### Task to carry out
Up to and including the line that contains "the built-in library.", reproduce every line exactly, beginning with the first line below.

━━━━━━━━

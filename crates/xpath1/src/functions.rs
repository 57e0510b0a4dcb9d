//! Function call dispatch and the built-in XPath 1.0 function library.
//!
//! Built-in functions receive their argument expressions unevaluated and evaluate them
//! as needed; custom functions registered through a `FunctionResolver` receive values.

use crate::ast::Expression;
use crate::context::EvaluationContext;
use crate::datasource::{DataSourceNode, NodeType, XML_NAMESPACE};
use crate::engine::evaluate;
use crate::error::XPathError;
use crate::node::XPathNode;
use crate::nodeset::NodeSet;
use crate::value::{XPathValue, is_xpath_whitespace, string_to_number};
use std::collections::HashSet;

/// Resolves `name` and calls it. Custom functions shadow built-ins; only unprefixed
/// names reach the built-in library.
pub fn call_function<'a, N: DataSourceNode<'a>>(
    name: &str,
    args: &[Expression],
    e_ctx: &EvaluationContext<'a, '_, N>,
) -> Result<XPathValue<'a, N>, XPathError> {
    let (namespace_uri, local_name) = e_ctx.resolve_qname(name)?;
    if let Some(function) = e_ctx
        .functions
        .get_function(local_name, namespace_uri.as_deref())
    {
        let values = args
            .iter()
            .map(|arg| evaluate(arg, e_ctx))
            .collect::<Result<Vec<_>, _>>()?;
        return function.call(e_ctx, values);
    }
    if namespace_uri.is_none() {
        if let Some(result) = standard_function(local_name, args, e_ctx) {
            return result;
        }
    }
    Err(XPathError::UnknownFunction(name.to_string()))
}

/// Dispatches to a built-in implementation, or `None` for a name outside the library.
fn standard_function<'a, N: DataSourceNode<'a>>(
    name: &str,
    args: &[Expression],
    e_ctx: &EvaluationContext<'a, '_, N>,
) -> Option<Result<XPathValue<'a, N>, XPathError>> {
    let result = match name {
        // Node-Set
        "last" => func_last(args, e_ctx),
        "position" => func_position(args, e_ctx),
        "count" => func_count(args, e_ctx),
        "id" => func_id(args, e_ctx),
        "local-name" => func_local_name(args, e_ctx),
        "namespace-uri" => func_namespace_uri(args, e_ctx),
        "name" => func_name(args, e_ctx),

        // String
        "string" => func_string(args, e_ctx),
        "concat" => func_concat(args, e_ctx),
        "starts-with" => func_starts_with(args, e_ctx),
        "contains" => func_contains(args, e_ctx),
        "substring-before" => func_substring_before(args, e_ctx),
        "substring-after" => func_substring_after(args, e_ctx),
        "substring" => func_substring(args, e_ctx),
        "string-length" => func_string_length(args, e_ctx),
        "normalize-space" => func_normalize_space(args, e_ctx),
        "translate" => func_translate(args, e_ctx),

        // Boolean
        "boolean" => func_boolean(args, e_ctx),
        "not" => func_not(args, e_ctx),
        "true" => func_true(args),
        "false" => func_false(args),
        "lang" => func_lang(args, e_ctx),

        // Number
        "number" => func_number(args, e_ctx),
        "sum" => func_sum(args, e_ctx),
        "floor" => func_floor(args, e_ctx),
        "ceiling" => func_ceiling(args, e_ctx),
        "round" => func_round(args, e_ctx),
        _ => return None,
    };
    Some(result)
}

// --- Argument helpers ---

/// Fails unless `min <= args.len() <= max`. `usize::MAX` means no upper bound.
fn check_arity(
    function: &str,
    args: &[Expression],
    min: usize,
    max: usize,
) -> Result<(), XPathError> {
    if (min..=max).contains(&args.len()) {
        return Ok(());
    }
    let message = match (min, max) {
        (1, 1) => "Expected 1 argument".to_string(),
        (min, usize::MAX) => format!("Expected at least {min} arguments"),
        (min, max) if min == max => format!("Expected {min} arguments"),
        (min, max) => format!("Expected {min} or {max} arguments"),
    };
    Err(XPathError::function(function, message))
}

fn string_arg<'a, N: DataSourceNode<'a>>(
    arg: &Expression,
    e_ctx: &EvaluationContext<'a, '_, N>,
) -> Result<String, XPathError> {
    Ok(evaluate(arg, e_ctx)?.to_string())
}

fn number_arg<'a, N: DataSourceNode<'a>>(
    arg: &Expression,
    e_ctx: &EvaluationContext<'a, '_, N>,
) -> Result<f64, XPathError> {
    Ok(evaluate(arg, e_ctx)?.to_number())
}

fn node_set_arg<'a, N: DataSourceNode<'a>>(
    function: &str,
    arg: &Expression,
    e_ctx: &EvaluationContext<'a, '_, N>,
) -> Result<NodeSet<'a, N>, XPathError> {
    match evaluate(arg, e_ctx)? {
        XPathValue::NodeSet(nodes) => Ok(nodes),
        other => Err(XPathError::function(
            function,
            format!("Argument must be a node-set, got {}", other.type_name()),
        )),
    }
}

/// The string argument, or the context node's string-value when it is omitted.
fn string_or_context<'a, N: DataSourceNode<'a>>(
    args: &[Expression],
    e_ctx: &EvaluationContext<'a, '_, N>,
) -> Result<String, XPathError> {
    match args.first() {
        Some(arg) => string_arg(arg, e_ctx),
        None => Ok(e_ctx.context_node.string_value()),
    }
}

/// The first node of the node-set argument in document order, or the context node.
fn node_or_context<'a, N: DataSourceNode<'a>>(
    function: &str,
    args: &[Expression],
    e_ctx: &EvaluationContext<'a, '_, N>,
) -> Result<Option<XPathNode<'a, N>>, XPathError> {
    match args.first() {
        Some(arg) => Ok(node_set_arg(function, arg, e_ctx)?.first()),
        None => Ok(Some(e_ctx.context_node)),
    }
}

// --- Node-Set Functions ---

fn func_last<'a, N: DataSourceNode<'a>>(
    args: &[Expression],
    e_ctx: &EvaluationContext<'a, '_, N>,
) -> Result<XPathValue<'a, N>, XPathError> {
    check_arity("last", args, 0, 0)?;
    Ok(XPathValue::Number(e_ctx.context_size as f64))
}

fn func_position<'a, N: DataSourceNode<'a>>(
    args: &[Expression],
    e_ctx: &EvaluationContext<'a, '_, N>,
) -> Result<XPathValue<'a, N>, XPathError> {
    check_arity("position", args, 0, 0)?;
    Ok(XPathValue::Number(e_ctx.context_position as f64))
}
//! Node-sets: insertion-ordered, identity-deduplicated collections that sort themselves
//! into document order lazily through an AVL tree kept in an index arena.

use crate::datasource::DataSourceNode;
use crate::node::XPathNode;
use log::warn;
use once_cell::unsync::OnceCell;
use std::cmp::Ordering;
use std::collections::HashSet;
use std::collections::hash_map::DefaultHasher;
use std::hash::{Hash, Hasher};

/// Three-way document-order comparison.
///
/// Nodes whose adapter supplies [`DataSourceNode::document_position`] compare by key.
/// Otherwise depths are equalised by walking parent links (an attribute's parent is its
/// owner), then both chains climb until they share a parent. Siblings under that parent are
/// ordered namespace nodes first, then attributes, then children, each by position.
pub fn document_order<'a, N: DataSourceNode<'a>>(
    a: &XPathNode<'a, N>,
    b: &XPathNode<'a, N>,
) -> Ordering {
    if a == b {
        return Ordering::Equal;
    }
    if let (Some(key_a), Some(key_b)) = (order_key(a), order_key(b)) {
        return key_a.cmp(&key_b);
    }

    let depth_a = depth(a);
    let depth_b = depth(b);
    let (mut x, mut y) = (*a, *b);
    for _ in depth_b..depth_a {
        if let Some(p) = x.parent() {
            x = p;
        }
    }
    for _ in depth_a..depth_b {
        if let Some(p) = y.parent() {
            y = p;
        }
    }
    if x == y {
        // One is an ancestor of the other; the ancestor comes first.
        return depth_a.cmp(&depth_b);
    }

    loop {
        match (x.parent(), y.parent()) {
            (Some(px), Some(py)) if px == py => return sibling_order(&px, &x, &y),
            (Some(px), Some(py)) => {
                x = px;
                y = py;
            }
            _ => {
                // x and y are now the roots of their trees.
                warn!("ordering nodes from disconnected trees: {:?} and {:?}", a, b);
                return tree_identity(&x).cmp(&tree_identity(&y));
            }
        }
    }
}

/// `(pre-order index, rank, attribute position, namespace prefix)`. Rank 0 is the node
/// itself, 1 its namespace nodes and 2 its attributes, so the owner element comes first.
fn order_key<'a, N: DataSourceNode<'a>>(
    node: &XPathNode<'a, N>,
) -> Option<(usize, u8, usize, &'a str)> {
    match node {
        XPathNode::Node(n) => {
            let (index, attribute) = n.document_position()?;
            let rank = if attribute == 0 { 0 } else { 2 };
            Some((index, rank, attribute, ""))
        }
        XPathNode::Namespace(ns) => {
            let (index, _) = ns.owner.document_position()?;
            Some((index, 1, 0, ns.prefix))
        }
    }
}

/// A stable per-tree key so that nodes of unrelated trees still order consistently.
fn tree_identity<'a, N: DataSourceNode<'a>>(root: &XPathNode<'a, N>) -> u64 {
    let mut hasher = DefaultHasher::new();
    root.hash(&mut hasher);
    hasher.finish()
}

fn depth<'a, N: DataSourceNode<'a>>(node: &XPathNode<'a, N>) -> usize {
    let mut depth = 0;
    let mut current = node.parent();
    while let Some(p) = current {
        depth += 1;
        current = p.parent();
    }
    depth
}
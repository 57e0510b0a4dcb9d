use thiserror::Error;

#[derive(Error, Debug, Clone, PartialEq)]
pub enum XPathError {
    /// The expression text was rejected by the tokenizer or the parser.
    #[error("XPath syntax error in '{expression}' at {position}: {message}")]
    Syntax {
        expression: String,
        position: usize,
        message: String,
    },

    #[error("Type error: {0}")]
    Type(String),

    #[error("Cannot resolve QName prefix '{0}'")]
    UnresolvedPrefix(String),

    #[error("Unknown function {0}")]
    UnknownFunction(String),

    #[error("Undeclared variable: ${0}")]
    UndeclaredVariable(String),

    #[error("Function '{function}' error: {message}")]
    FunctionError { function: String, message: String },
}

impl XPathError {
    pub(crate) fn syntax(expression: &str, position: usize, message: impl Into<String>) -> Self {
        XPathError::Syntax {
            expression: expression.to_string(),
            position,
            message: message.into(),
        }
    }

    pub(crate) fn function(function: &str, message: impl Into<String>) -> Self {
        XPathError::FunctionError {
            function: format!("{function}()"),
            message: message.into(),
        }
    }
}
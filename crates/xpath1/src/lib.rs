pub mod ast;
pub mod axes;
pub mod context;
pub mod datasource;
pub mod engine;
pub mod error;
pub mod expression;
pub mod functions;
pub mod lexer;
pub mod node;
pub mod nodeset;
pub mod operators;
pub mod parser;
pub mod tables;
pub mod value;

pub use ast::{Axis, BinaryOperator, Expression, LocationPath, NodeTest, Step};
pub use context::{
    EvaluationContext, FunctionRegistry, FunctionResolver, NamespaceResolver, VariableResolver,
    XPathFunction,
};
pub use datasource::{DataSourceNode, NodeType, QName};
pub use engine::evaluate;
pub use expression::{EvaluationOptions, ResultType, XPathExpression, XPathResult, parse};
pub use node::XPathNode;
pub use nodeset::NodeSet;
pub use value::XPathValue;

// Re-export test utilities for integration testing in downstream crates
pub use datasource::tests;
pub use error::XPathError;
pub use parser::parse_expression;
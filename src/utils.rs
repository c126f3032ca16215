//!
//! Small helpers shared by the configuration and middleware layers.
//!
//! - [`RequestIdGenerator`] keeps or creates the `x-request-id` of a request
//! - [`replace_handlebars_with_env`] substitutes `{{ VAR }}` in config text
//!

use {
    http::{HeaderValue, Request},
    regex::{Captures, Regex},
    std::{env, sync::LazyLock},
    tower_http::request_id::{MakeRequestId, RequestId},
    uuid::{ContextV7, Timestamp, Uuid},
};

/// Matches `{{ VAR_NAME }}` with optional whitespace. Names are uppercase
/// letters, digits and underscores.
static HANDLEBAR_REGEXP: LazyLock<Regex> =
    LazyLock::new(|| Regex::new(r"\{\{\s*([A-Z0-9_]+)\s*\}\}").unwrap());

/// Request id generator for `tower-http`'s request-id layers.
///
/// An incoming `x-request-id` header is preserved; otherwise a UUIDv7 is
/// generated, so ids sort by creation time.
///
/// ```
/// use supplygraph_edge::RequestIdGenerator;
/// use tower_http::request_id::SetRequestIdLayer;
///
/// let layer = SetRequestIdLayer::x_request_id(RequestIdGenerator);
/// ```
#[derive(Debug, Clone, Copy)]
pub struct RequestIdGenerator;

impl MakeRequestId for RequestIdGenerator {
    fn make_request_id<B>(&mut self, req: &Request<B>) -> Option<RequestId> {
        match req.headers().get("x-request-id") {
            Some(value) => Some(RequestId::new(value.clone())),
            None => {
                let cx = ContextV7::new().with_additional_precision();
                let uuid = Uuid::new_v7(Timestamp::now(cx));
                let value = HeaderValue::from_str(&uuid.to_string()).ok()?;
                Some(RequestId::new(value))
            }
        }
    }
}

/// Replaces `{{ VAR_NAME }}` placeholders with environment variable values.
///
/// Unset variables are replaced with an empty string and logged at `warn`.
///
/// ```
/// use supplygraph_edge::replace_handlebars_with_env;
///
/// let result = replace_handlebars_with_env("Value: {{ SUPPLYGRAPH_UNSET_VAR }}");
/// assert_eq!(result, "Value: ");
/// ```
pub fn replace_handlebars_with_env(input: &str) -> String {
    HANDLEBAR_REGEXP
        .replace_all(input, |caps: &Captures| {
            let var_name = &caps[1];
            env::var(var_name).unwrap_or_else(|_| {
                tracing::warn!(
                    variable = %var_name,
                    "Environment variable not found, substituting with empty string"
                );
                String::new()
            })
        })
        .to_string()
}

━━━━━━━━

### Answer section
filename crates/xpath1/src/functions.rs
repository 57e0510b0a4dcb9d
//! Function call dispatch and the built-in XPath 1.0 function library.
//!
//! Built-in functions receive their argument expressions unevaluated and evaluate them
//! as needed; custom functions registered through a `FunctionResolver` receive values.

use crate::ast::Expression;
use crate::context::EvaluationContext;
use crate::datasource::{DataSourceNode, NodeType, XML_NAMESPACE};
use crate::engine::evaluate;
use crate::error::XPathError;
use crate::node::XPathNode;
use crate::nodeset::NodeSet;
use crate::value::{XPathValue, is_xpath_whitespace, string_to_number};
use std::collections::HashSet;

/// Resolves `name` and calls it. Custom functions shadow built-ins; only unprefixed
/// names reach the built-in library.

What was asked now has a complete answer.